Supreme Court exonerates expert
By Gvantsa Gabekhadze
Wednesday, December 7
The Supreme Court of Georgia has delivered a verdict saying that a medical expert involved in expertise studies of the late Prime Minister Zurab Zhvania’s body was not guilty of negligence in his role.
The prosecution claimed that expert Levan Chachua did not report obvious injuries inflicted on the body of the late PM in his autopsy report.
However, the Court dismissed the allegation on December 5.
Zhvania, one of the main contributors to the 2003 Rose Revolution and an ally of ex-President Mikheil Saakashvili, was found dead in a rented apartment with then-Kvemo Kartli region deputy Governor Raul Usupov in February 2005.
An investigation under the previous United National Movement Government said the cause of the death was monoxide poisoning, however the family of the late Prime Minister claimed that Zurab Zhvania was murdered.

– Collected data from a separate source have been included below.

//! Application state and interaction logic.

use std::path::Path;
use std::time::{Duration, Instant};

use anyhow::Result;
use ratatui::layout::Rect;
use tokio::sync::mpsc;
use tracing::{debug, info, warn};

use crate::browser::UrlOpener;
use crate::data::{ChartData, ChartOptions, MetricsData, TimeWindow};
use crate::i18n::{Locale, MessageId};
use crate::poller::{FetchOutcome, Poller};
use crate::source::FlagTarget;
use crate::ui::Theme;

/// How long a status message stays in the status bar.
const STATUS_MESSAGE_TTL: Duration = Duration::from_secs(3);

/// Which branch of the panel is shown.
#[derive(Debug, Clone, Copy, PartialEq, Eq)]
pub enum PanelState {
    /// No successful response yet.
    Loading,
    /// The window has no evaluations.
    Empty,
    /// Variation table and chart.
    Populated,
}

/// A temporary notification shown in the status bar.
#[derive(Debug, Clone)]
pub struct StatusMessage {
    pub text: String,
    pub is_error: bool,
    pub created: Instant,
}

/// Everything the view needs besides the poller.
#[derive(Debug)]
pub struct AppOptions {
    pub window: TimeWindow,
    pub locale: Locale,
    pub theme: Theme,
    pub docs_url: String,
    pub browser: Box<dyn UrlOpener>,
}

/// Main application state.
pub struct App {
    pub running: bool,
    pub show_help: bool,

    /// Selected evaluation window.
    pub window: TimeWindow,
    /// Highlighted option while the window dropdown is open.
    pub selector: Option<usize>,

    // Applied data
    pub data: Option<MetricsData>,
    pub chart: Option<ChartData>,
    pub chart_options: ChartOptions,

    /// Bucket under the crosshair.
    pub active_point: Option<usize>,
    /// Plot area of the last rendered chart, for mouse hit testing.
    pub chart_area: Option<Rect>,

    // UI
    pub locale: Locale,
    pub theme: Theme,
    pub docs_url: String,
    pub status_message: Option<StatusMessage>,

    poller: Poller,
    updates: mpsc::UnboundedReceiver<FetchOutcome>,
    browser: Box<dyn UrlOpener>,
    last_sequence: u64,
}
//! Parsed document model.
//!
//! A [`Document`] is the ordered list of body paragraphs and tables of a
//! `.docx`, plus the two side channels the heading logic needs: style
//! definitions (`word/styles.xml`) and numbering definitions
//! (`word/numbering.xml`). Paragraph indices are the join key used by every
//! later stage, so the paragraph list is never reordered or mutated after
//! parsing.

use serde::{Deserialize, Serialize};
use std::collections::HashMap;

/// Outline level meaning "not a heading".
pub const UNSET_LEVEL: u32 = 100;

/// Horizontal alignment of a paragraph (`w:jc`).
#[derive(Debug, Clone, PartialEq, Eq, Serialize, Deserialize)]
#[serde(rename_all = "lowercase")]
pub enum Alignment {
    Left,
    Center,
    Right,
    Both,
    Other(String),
}

impl Alignment {
    /// Map a `w:jc/@w:val` value. `start`/`end` are the bidi-aware spellings.
    pub fn from_val(val: &str) -> Self {
        match val.to_ascii_lowercase().as_str() {
            "left" | "start" => Alignment::Left,
            "center" => Alignment::Center,
            "right" | "end" => Alignment::Right,
            "both" | "distribute" => Alignment::Both,
            other => Alignment::Other(other.to_string()),
        }
    }
}

/// Paragraph-level style hints as written in `w:pPr`.
#[derive(Debug, Clone, Default, PartialEq, Eq, Serialize, Deserialize)]
pub struct ParagraphStyle {
    pub style_id: Option<String>,
    pub outline_level: Option<u32>,
    pub numbering_id: Option<String>,
    pub numbering_level: Option<String>,
    pub alignment: Option<Alignment>,
}

/// Raw handle of a table: the source XML of each `<w:tr>`, in order.
///
/// Kept so a report writer can re-emit the table with its original
/// formatting. Merging two fragments appends the rows of the second.
#[derive(Debug, Clone, Default, PartialEq, Eq, Serialize, Deserialize)]
pub struct RawTable {
    pub rows: Vec<String>,
}

impl RawTable {
    pub fn new(rows: Vec<String>) -> Self {
        Self { rows }
    }

    pub fn len(&self) -> usize {
        self.rows.len()
    }

    pub fn is_empty(&self) -> bool {
        self.rows.is_empty()
    }

    /// Splice the rows of a continuation fragment onto this table.
    pub fn append(&mut self, other: &RawTable) {
        self.rows.extend(other.rows.iter().cloned());
    }
}

/// A table as a grid of cell texts, merged cells already expanded.
#[derive(Debug, Clone, Default, PartialEq, Eq, Serialize, Deserialize)]
pub struct TableGrid {
    pub rows: Vec<Vec<String>>,
    pub raw: RawTable,
}

impl TableGrid {
    pub fn new(rows: Vec<Vec<String>>) -> Self {
        Self {
            rows,
            raw: RawTable::default(),
        }
    }

    pub fn with_raw(mut self, raw: RawTable) -> Self {
        self.raw = raw;
        self
    }

    /// Column count of the widest row.
    pub fn width(&self) -> usize {
        self.rows.iter().map(Vec::len).max().unwrap_or(0)
    }
}

/// Content of one body block.
#[derive(Debug, Clone, PartialEq, Eq, Serialize, Deserialize)]
#[serde(tag = "type", content = "content", rename_all = "lowercase")]
pub enum Block {
    Text(String),
    Table(TableGrid),
}

/// One body block (paragraph or table) with its style hints.
#[derive(Debug, Clone, PartialEq, Eq, Serialize, Deserialize)]
pub struct Paragraph {
    pub block: Block,
    pub style: ParagraphStyle,
}

impl Paragraph {
    pub fn text(content: impl Into<String>) -> Self {
        Self {
            block: Block::Text(content.into()),
            style: ParagraphStyle::default(),
        }
    }

    pub fn table(rows: Vec<Vec<String>>) -> Self {
        Self {
            block: Block::Table(TableGrid::new(rows)),
            style: ParagraphStyle::default(),
        }
    }

    pub fn with_style_id(mut self, id: impl Into<String>) -> Self {
        self.style.style_id = Some(id.into());
        self
    }

    pub fn with_outline_level(mut self, level: u32) -> Self {
        self.style.outline_level = Some(level);
        self
    }

    pub fn with_numbering(mut self, num_id: impl Into<String>, ilvl: impl Into<String>) -> Self {
        self.style.numbering_id = Some(num_id.into());
        self.style.numbering_level = Some(ilvl.into());
        self
    }

    pub fn with_alignment(mut self, alignment: Alignment) -> Self {
        self.style.alignment = Some(alignment);
        self
    }

    /// Text content, or `None` for a table.
    pub fn as_text(&self) -> Option<&str> {
        match &self.block {
            Block::Text(t) => Some(t),
            Block::Table(_) => None,
        }
    }

    pub fn as_table(&self) -> Option<&TableGrid> {
        match &self.block {
            Block::Table(t) => Some(t),
            Block::Text(_) => None,
        }
    }

    pub fn is_table(&self) -> bool {
        matches!(self.block, Block::Table(_))
    }
}

/// One `w:style` entry as declared, before inheritance is resolved.
#[derive(Debug, Clone, Default, PartialEq, Eq)]
pub struct StyleDefinition {
    /// `outlineLvl` found anywhere in the style, if any.
    pub outline_level: Option<u32>,
    pub numbering_id: Option<String>,
    pub numbering_level: Option<String>,
    pub based_on: Option<String>,
}

/// Style definitions keyed by style id.
pub type StyleTable = HashMap<String, StyleDefinition>;

/// Numbering definitions: `(numId, ilvl)` → level-text template (`%1、`).
#[derive(Debug, Clone, Default, PartialEq, Eq)]
pub struct NumberingTable {
    templates: HashMap<(String, String), String>,
}

impl NumberingTable {
    pub fn insert(&mut self, num_id: impl Into<String>, ilvl: impl Into<String>, text: impl Into<String>) {
        self.templates.insert((num_id.into(), ilvl.into()), text.into());
    }

    pub fn template(&self, num_id: &str, ilvl: &str) -> Option<&str> {
        self.templates
            .get(&(num_id.to_string(), ilvl.to_string()))
            .map(String::as_str)
    }

    pub fn len(&self) -> usize {
        self.templates.len()
    }

    pub fn is_empty(&self) -> bool {
        self.templates.is_empty()
    }
}

/// A parsed prospectus.
#[derive(Debug, Clone, Default)]
pub struct Document {
    pub paragraphs: Vec<Paragraph>,
    pub styles: StyleTable,
    pub numbering: NumberingTable,
}

impl Document {
    pub fn new(paragraphs: Vec<Paragraph>) -> Self {
        Self {
            paragraphs,
            ..Default::default()
        }
    }

    pub fn table_count(&self) -> usize {
        self.paragraphs.iter().filter(|p| p.is_table()).count()
    }

    /// Text of paragraph `idx`, or `None` when out of range or a table.
    pub fn text_at(&self, idx: usize) -> Option<&str> {
        self.paragraphs.get(idx).and_then(Paragraph::as_text)
    }
}
//! Prompts for the three LLM-backed decisions.
//!
//! Centralising every prompt here keeps wording changes away from the retry
//! and validation logic in the stages, and lets tests inspect prompts
//! without a model.
//!
//! Each prompt goes out as the only message of its request, so it carries
//! its own role and output instructions. Every prompt asks for a single
//! JSON object. The feature and target
//! prompts carry the attempt number so a model that keeps answering badly
//! is told this is a retry.

use crate::output::TableContext;
use crate::targets::OTHER_TABLE_TYPE;

/// Heading question: is `text` a heading, given its neighbours?
///
/// Expected reply: `{"结果": "是"}` or `{"结果": "否"}`.
pub fn title_prompt(text: &str, context: &[&str]) -> String {
    let context_list = serde_json::to_string(context).unwrap_or_else(|_| "[]".to_string());
    format!(
        r#"你是金融文档分析专家。请结合【段落上下文】判断【文本数据】是否为章节标题，只以JSON格式回答是或否。
【段落上下文】
{context_list}
【文本数据】
{text}
【判断要点】
1. 段落上下文是一个列表，每个元素可能是标题、正文段落、表格名称或目录条目；
2. 文本数据是段落上下文中的一个元素；
3. 目录条目虽然形似标题，但末尾带页码（阿拉伯或罗马数字），应回答否；
4. 多个带序号的短句连续出现、彼此之间没有正文，不构成“标题-正文”结构，应回答否；
5. 紧接着出现表格单位的是表格名称，不是标题，应回答否；
6. 含“表：”字样的是表格名称，应回答否；
7. 标题不一定带有文字或数字序号。
【输出格式】
{{"结果": "是"}} 或 {{"结果": "否"}}"#
    )
}

/// Table description request for one context.
///
/// Expected reply keys: 表格类型, 所属章节, 表格标题, 表头, 关键词, 时间序列.
pub fn table_feature_prompt(ctx: &TableContext, vocabulary: &[&str], attempt: u32) -> String {
    let types = vocabulary.join("、");
    format!(
        r#"你是财务表格分析专家。请根据表格所属章节、表格上下文和表格内容提取表格特征，以JSON格式输出。
【表格特征】
表格类型、所属章节、表格标题、表头、关键词、时间序列
【提取说明】
表格类型：
- 只能从以下类型中选择：{types}
- 不属于上述任何类型时，必须输出“{other}”，不得保留原表名
关键词：
- 如有期限信息，关键词中要包含期限
【表格所属章节】
{menu}
【表格上下文】
{pretext}
【表格内容】
{content}
【输出格式】
{{"表格类型": "", "所属章节": "", "表格标题": "", "表头": [], "关键词": [], "时间序列": []}}
【特别说明】
严格按JSON格式输出，所有字段都必须给出。这是第{attempt}次尝试，请确保格式正确。"#,
        other = OTHER_TABLE_TYPE,
        menu = ctx.menu,
        pretext = ctx.preceding_text,
        content = ctx.content,
    )
}

/// Arbitration request: which candidate best fits the target description?
///
/// `candidates` is the JSON array of candidate features. Expected reply:
/// `{"id": "<table id>"}`, or `{"id": "0"}` when none fits.
pub fn target_table_prompt(description: &str, candidates: &str, attempt: u32) -> String {
    format!(
        r#"你是财务表格分析专家。请根据【表格特征列表】判断哪一个表格最符合【目标表】，以JSON格式输出该表格的id。
【表格特征列表】
{candidates}
【目标表】
{description}
【输出格式】
{{"id": ""}}
【都不符合时输出】
{{"id": "0"}}
【特别说明】
严格按JSON格式输出，id必须原样取自表格特征列表。这是第{attempt}次尝试，请确保格式正确。"#
    )
}

#[cfg(test)]
mod tests {
    use super::*;
    use crate::document::RawTable;

    fn ctx() -> TableContext {
        TableContext {
            id: "0f1e-2d3c".into(),
            menu: "第五节 财务会计信息".into(),
            preceding_text: "表：发行人近三年合并现金流量表\n单位：万元".into(),
            content: "项目\t2024年\t2023年".into(),
            data: vec![],
            raw: RawTable::default(),
            paragraph_indices: vec![12],
        }
    }

    #[test]
    fn title_prompt_lists_context_as_json() {
        let p = title_prompt("（一）发行人概况", &["正文", "（一）发行人概况"]);
        assert!(p.contains(r#"["正文","（一）发行人概况"]"#), "got: {p}");
        assert!(p.contains(r#"{"结果": "是"}"#));
    }

    #[test]
    fn feature_prompt_carries_vocabulary_and_attempt() {
        let p = table_feature_prompt(&ctx(), &["资产负债表", "现金流"], 2);
        assert!(p.contains("资产负债表、现金流"));
        assert!(p.contains("其他表"));
        assert!(p.contains("第2次尝试"));
        assert!(p.contains("合并现金流量表"));
        assert!(p.contains("第五节 财务会计信息"));
    }

    #[test]
    fn target_prompt_carries_sentinel_and_attempt() {
        let p = target_table_prompt("现金流：最新", "[]", 3);
        assert!(p.contains(r#"{"id": "0"}"#));
        assert!(p.contains("第3次尝试"));
        assert!(p.contains("现金流：最新"));
    }
}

A new investigation into Zhvania’s death was launched in late 2012 after the Georgian Dream coalition defeated the nine-year rule of the United National Movement.
Three separate investigations were carried out in connection with Zhvania and Usupov’s case.
The first was to determine the exact cause of the men’s death; the investigation is still in progress in Georgia’s Chief Prosecutor’s Office.
The second concerned Levan Chachua, while the final investigation related to negligence charges against Zhvania’s security guards Koba Kharshiladze and Mikheil Dzadzamia.
The jury has previously delivered a guilty verdict against the bodyguards, as they were not with Zhvania at the moment of death.
However, the jury declared that they would be sentenced for no more than one year.
The guards stated they left Zhvania as he [the late Prime Minister] demanded that they leave.
Lawyer Beka Basilia, who defended Kharshiladze and Dzadzamia stated the fact that the Supreme Court found Chachua innocent revealed Zhvania was dead really because of the monoxide poisoning and not murdered as the “current Georgian Government wanted to illustrate it and thus accuse former officials”.
Basilia stressed that over the past four years, the current Government could provide evidence if Zhvania was really killed and even address the possibility of an exhumation, however they refrained from doing this as they knew they would find no proof of murder.
The late Zhvania’s brother, Gogla Zhvania, who was a lawmaker of the current ruling party, said Chachua was just one “insignificant component of the case”, as the key investigation was now on-going in the Prosecutor’s Office to “establish real reasons of Zhvania’s death”.
Gogla Zhvania stated he had access to evidence that indicated his brother was killed and not poisoned.